Beneath this line are the data; copy exactly the part of them that opens with the line containing "return true;" and closes with the line containing "Three tables live", and only that part.

Saved entries:
----

impl RunnerInner {
    fn try_acquire_slot(&self) -> bool {
        self.active
            .fetch_update(Ordering::SeqCst, Ordering::SeqCst, |n| {
                (n < self.workers).then_some(n + 1)
            })
            .is_ok()
    }

    fn release_slot(&self) {
        self.active.fetch_sub(1, Ordering::SeqCst);
    }

    async fn drain(&self) {
        loop {
            let job = match self.queue.claim() {
                Ok(Some(job)) => job,
                Ok(None) => {
                    self.release_slot();
                    // An enqueue may have raced with the empty claim.
                    match self.queue.claimable_count() {
                        Ok(n) if n > 0 && self.try_acquire_slot() => continue,
                        _ => return,
                    }
                }
                Err(e) => {
                    error!("Failed to claim index job: {}", e);
                    self.release_slot();
                    return;
                }
            };

            if !self.run(job).await {
                self.release_slot();
                return;
            }
        }
    }

    /// Process one job. Returns false when the drain task should stop.
    async fn run(&self, job: Job) -> bool {
        let result =
            match tokio::time::timeout(self.job_timeout, self.handler.handle(&job)).await {
                Ok(result) => result,
                Err(_) => Err(IndexError::Timeout(self.job_timeout)),
            };

        let err = match result {
            Ok(()) => {
                if let Err(e) = self.queue.complete(job.seq) {
                    error!("Failed to complete job {}: {}", job.seq, e);
                    return false;
                }
                debug!("Job {} for page {} done", job.seq, job.page_id);
                return true;
            }
            Err(err) => err,
        };

        let message = err.to_string();
        let bookkeeping = match err.kind() {
            FailureKind::Malformed => {
                error!("Discarding job {} for page {}: {}", job.seq, job.page_id, message);
                self.queue.discard(job.seq)
            }
            FailureKind::Fatal => match err {
                IndexError::PageMissing(_) => {
                    warn!("Discarding job {}: {}", job.seq, message);
                    self.queue.discard(job.seq)
                }
                _ => {
                    error!(
                        "Job {} for page {} failed permanently: {}",
                        job.seq, job.page_id, message
                    );
                    self.queue.dead_letter(job.seq, &message)
                }
            },
            FailureKind::Transient => {
                warn!("Job {} for page {} failed: {}", job.seq, job.page_id, message);
                return match self.queue.fail(job.seq, &message) {
                    Ok(_) => false,
                    Err(e) => {
                        error!("Failed to unlock job {}: {}", job.seq, e);
                        false
                    }
                };
            }
        };

        match bookkeeping {
            Ok(()) => true,
            Err(e) => {
                error!("Failed to settle job {}: {}", job.seq, e);
                false
            }
        }
    }
}
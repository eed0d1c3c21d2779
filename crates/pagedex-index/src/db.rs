//! SQLite database holding the indexer's own state.
//!
//! Three tables live here:
//! - `indexed_units`: the last indexed text and fingerprint of every unit
//! - `link_edges`: the backlink graph
//! - `index_jobs`: the durable job queue
//!
//! The connection is shared behind a mutex; every statement is short, so the
//! stores call into it directly from async code.

use std::path::Path;
use std::sync::{Arc, Mutex};
use std::time::{Duration, SystemTime, UNIX_EPOCH};

use rusqlite::Connection;
use tracing::{debug, info};

use crate::error::StoreError;

/// Handle to the indexer database.
#[derive(Clone)]
pub struct Database {
    conn: Arc<Mutex<Connection>>,
}

impl Database {
    /// Open (or create) the database at the given path.
    pub fn open(path: impl AsRef<Path>) -> Result<Self, StoreError> {
        let path = path.as_ref();
        if let Some(parent) = path.parent() {
            if !parent.as_os_str().is_empty() {
                std::fs::create_dir_all(parent)
                    .map_err(|e| StoreError::Backend(format!("create {:?}: {}", parent, e)))?;
            }
        }

        info!("Opening index database at {:?}", path);
        let conn = Connection::open(path)?;
        conn.busy_timeout(Duration::from_secs(5))?;
        Self::from_connection(conn)
    }

    /// Create an in-memory database (for testing)
    pub fn in_memory() -> Result<Self, StoreError> {
        Self::from_connection(Connection::open_in_memory()?)
    }

    fn from_connection(conn: Connection) -> Result<Self, StoreError> {
        let db = Self {
            conn: Arc::new(Mutex::new(conn)),
        };
        db.init_schema()?;
        Ok(db)
    }

    /// Initialize database schema
    fn init_schema(&self) -> Result<(), StoreError> {
        self.with_conn(|conn| {
            conn.execute_batch(
                "CREATE TABLE IF NOT EXISTS indexed_units (
                    page_id TEXT NOT NULL,
                    unit_id TEXT NOT NULL,
                    text TEXT NOT NULL,
                    fingerprint TEXT NOT NULL,
                    updated_at INTEGER NOT NULL,
                    PRIMARY KEY (page_id, unit_id)
                );

                CREATE TABLE IF NOT EXISTS link_edges (
                    source_page_id TEXT NOT NULL,
                    target_page_id TEXT NOT NULL,
                    target_unit_id TEXT NOT NULL DEFAULT '',
                    snippet TEXT NOT NULL DEFAULT '',
                    created_at INTEGER NOT NULL,
                    PRIMARY KEY (source_page_id, target_page_id, target_unit_id)
                );

                CREATE INDEX IF NOT EXISTS idx_link_edges_target
                    ON link_edges(target_page_id);

                CREATE TABLE IF NOT EXISTS index_jobs (
                    seq INTEGER PRIMARY KEY AUTOINCREMENT,
                    page_id TEXT NOT NULL,
                    snapshot TEXT NOT NULL,
                    processing INTEGER NOT NULL DEFAULT 0,
                    attempts INTEGER NOT NULL DEFAULT 0,
                    last_error TEXT,
                    not_before INTEGER NOT NULL DEFAULT 0,
                    dead INTEGER NOT NULL DEFAULT 0,
                    reindex INTEGER NOT NULL DEFAULT 0,
                    enqueued_at INTEGER NOT NULL
                );

                CREATE INDEX IF NOT EXISTS idx_index_jobs_page
                    ON index_jobs(page_id);",
            )?;

            // Queues created before reindex requests were recorded per job
            let has_reindex: bool = conn.query_row(
                "SELECT COUNT(*) FROM pragma_table_info('index_jobs') WHERE name = 'reindex'",
                [],
                |row| row.get(0),
            )?;
            if !has_reindex {
                conn.execute(
                    "ALTER TABLE index_jobs ADD COLUMN reindex INTEGER NOT NULL DEFAULT 0",
                    [],
                )?;
            }
            Ok(())
        })?;
        debug!("Index database schema ready");
        Ok(())
    }

    /// Run `f` with exclusive access to the connection.
    pub(crate) fn with_conn<T>(
        &self,
        f: impl FnOnce(&mut Connection) -> rusqlite::Result<T>,
    ) -> Result<T, StoreError> {
        let mut conn = self.conn.lock().map_err(|_| StoreError::Poisoned)?;
        Ok(f(&mut conn)?)
    }
}

/// Current time as Unix milliseconds.
pub(crate) fn now_millis() -> i64 {
    SystemTime::now()
        .duration_since(UNIX_EPOCH)
        .map(|d| d.as_millis() as i64)
        .unwrap_or(0)
}
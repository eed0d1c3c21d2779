//! Per-page semantic indexing.
//!
//! The Indexer turns one page snapshot into embedding writes. It extracts the
//! current units, diffs their fingerprints against what was last indexed and
//! only embeds what was added or changed. Units that disappeared lose both
//! their vector and their unit row.
//!
//! Vectors are written before the unit row, so an interruption between the
//! two causes a re-embed on the next run rather than a unit without a vector.

use std::collections::HashMap;
use std::sync::Arc;
use std::time::Instant;

use async_trait::async_trait;
use serde::{Deserialize, Serialize};
use tracing::{debug, info};

use crate::delta::compute_delta;
use crate::directory::PageDirectory;
use crate::document::Document;
use crate::embeddings::{EmbedMode, EmbeddingProvider};
use crate::error::IndexError;
use crate::extractor::TreeExtractor;
use crate::fingerprint::fingerprint;
use crate::jobs::{Job, JobHandler};
use crate::store::VectorStore;
use crate::units::{IndexedUnit, UnitStore};

/// Statistics about one indexing pass.
#[derive(Debug, Default, Clone, PartialEq, Eq, Serialize, Deserialize)]
pub struct IndexStats {
    /// Units seen for the first time
    pub units_added: usize,
    /// Units whose text changed
    pub units_updated: usize,
    /// Units that no longer exist
    pub units_removed: usize,
    /// Units left untouched
    pub units_unchanged: usize,
    /// Embedding requests made
    pub embedding_calls: usize,
    /// Total time in milliseconds
    pub duration_ms: u64,
}

/// Applies page snapshots to the unit and vector stores.
#[derive(Clone)]
pub struct Indexer {
    extractor: TreeExtractor,
    units: UnitStore,
    vectors: Arc<dyn VectorStore>,
    embeddings: Arc<dyn EmbeddingProvider>,
    directory: Option<Arc<dyn PageDirectory>>,
}

impl Indexer {
    /// Create a new indexer.
    pub fn new(
        extractor: TreeExtractor,
        units: UnitStore,
        vectors: Arc<dyn VectorStore>,
        embeddings: Arc<dyn EmbeddingProvider>,
    ) -> Self {
        Self {
            extractor,
            units,
            vectors,
            embeddings,
            directory: None,
        }
    }

    /// Consult `directory` before each job and drop jobs of deleted pages.
    pub fn with_directory(mut self, directory: Arc<dyn PageDirectory>) -> Self {
        self.directory = Some(directory);
        self
    }

    /// Bring the stored units of `page_id` in line with `doc`.
    pub async fn index_page(&self, page_id: &str, doc: &Document) -> Result<IndexStats, IndexError> {
        self.apply(page_id, doc, false).await
    }

    /// Like [`index_page`](Self::index_page), but units whose text is
    /// unchanged are re-embedded too.
    pub async fn reindex_page(
        &self,
        page_id: &str,
        doc: &Document,
    ) -> Result<IndexStats, IndexError> {
        self.apply(page_id, doc, true).await
    }

    async fn apply(
        &self,
        page_id: &str,
        doc: &Document,
        reindex: bool,
    ) -> Result<IndexStats, IndexError> {
        let start = Instant::now();
        let mut stats = IndexStats::default();

        let current: HashMap<String, String> = self
            .extractor
            .extract(doc)
            .into_iter()
            .map(|u| (u.unit_id, u.text))
            .collect();
        let current_fingerprints: HashMap<String, String> = current
            .iter()
            .map(|(id, text)| (id.clone(), fingerprint(text)))
            .collect();

        let previous_fingerprints: HashMap<String, String> = self
            .units
            .load_page(page_id)?
            .into_iter()
            .map(|(id, unit)| (id, unit.fingerprint))
            .collect();

        let mut delta = compute_delta(&previous_fingerprints, &current_fingerprints);
        if reindex {
            delta.to_update = current
                .keys()
                .filter(|id| previous_fingerprints.contains_key(*id))
                .cloned()
                .collect();
            delta.to_update.sort();
        }
        stats.units_added = delta.to_add.len();
        stats.units_updated = delta.to_update.len();
        stats.units_removed = delta.to_remove.len();
        stats.units_unchanged = current.len() - delta.to_add.len() - delta.to_update.len();

        if delta.is_empty() {
            debug!("Page {} unchanged, nothing to embed", page_id);
            stats.duration_ms = start.elapsed().as_millis() as u64;
            return Ok(stats);
        }

        for unit_id in delta.to_add.iter().chain(delta.to_update.iter()) {
            let text = &current[unit_id];
            let vector = self.embeddings.embed(text, EmbedMode::Document).await?;
            stats.embedding_calls += 1;

            if vector.len() != self.vectors.dimensions() {
                return Err(IndexError::DimensionMismatch {
                    expected: self.vectors.dimensions(),
                    actual: vector.len(),
                });
            }

            self.vectors.upsert(page_id, unit_id, vector).await?;
            self.units.upsert(&IndexedUnit {
                page_id: page_id.to_string(),
                unit_id: unit_id.clone(),
                text: text.clone(),
                fingerprint: current_fingerprints[unit_id].clone(),
            })?;
        }

        for unit_id in &delta.to_remove {
            self.vectors.delete(page_id, unit_id).await?;
            self.units.remove(page_id, unit_id)?;
        }

        stats.duration_ms = start.elapsed().as_millis() as u64;
        info!(
            "Indexed page {}: +{} ~{} -{} ({} embedding calls, {}ms)",
            page_id,
            stats.units_added,
            stats.units_updated,
            stats.units_removed,
            stats.embedding_calls,
            stats.duration_ms
        );
        Ok(stats)
    }

    /// Drop every unit and vector of a page.
    pub async fn purge_page(&self, page_id: &str) -> Result<usize, IndexError> {
        self.vectors.delete_page(page_id).await?;
        let removed = self.units.remove_page(page_id)?;
        debug!("Purged {} units of page {}", removed, page_id);
        Ok(removed)
    }
}

#[async_trait]
impl JobHandler for Indexer {
    async fn handle(&self, job: &Job) -> Result<(), IndexError> {
        if let Some(ref directory) = self.directory {
            if !directory.page_exists(&job.page_id).await {
                self.purge_page(&job.page_id).await?;
                return Err(IndexError::PageMissing(job.page_id.clone()));
            }
        }

        let doc = Document::parse(&job.snapshot)?;
        if job.reindex {
            self.reindex_page(&job.page_id, &doc).await?;
        } else {
            self.index_page(&job.page_id, &doc).await?;
        }
        Ok(())
    }
}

----

RESPONSE TO THIS TASK:
                return true;
            }
            Err(err) => err,
        };

        let message = err.to_string();
        let bookkeeping = match err.kind() {
            FailureKind::Malformed => {
                error!("Discarding job {} for page {}: {}", job.seq, job.page_id, message);
                self.queue.discard(job.seq)
            }
            FailureKind::Fatal => match err {
                IndexError::PageMissing(_) => {
                    warn!("Discarding job {}: {}", job.seq, message);
                    self.queue.discard(job.seq)
                }
                _ => {
                    error!(
                        "Job {} for page {} failed permanently: {}",
                        job.seq, job.page_id, message
                    );
                    self.queue.dead_letter(job.seq, &message)
                }
            },
            FailureKind::Transient => {
                warn!("Job {} for page {} failed: {}", job.seq, job.page_id, message);
                return match self.queue.fail(job.seq, &message) {
                    Ok(_) => false,
                    Err(e) => {
                        error!("Failed to unlock job {}: {}", job.seq, e);
                        false
                    }
                };
            }
        };

        match bookkeeping {
            Ok(()) => true,
            Err(e) => {
                error!("Failed to settle job {}: {}", job.seq, e);
                false
            }
        }
    }
}
repository eed0d1c3c21d2779
filename crates/pagedex-index/src/db.rs
//! SQLite database holding the indexer's own state.
//!
//! Three tables live here:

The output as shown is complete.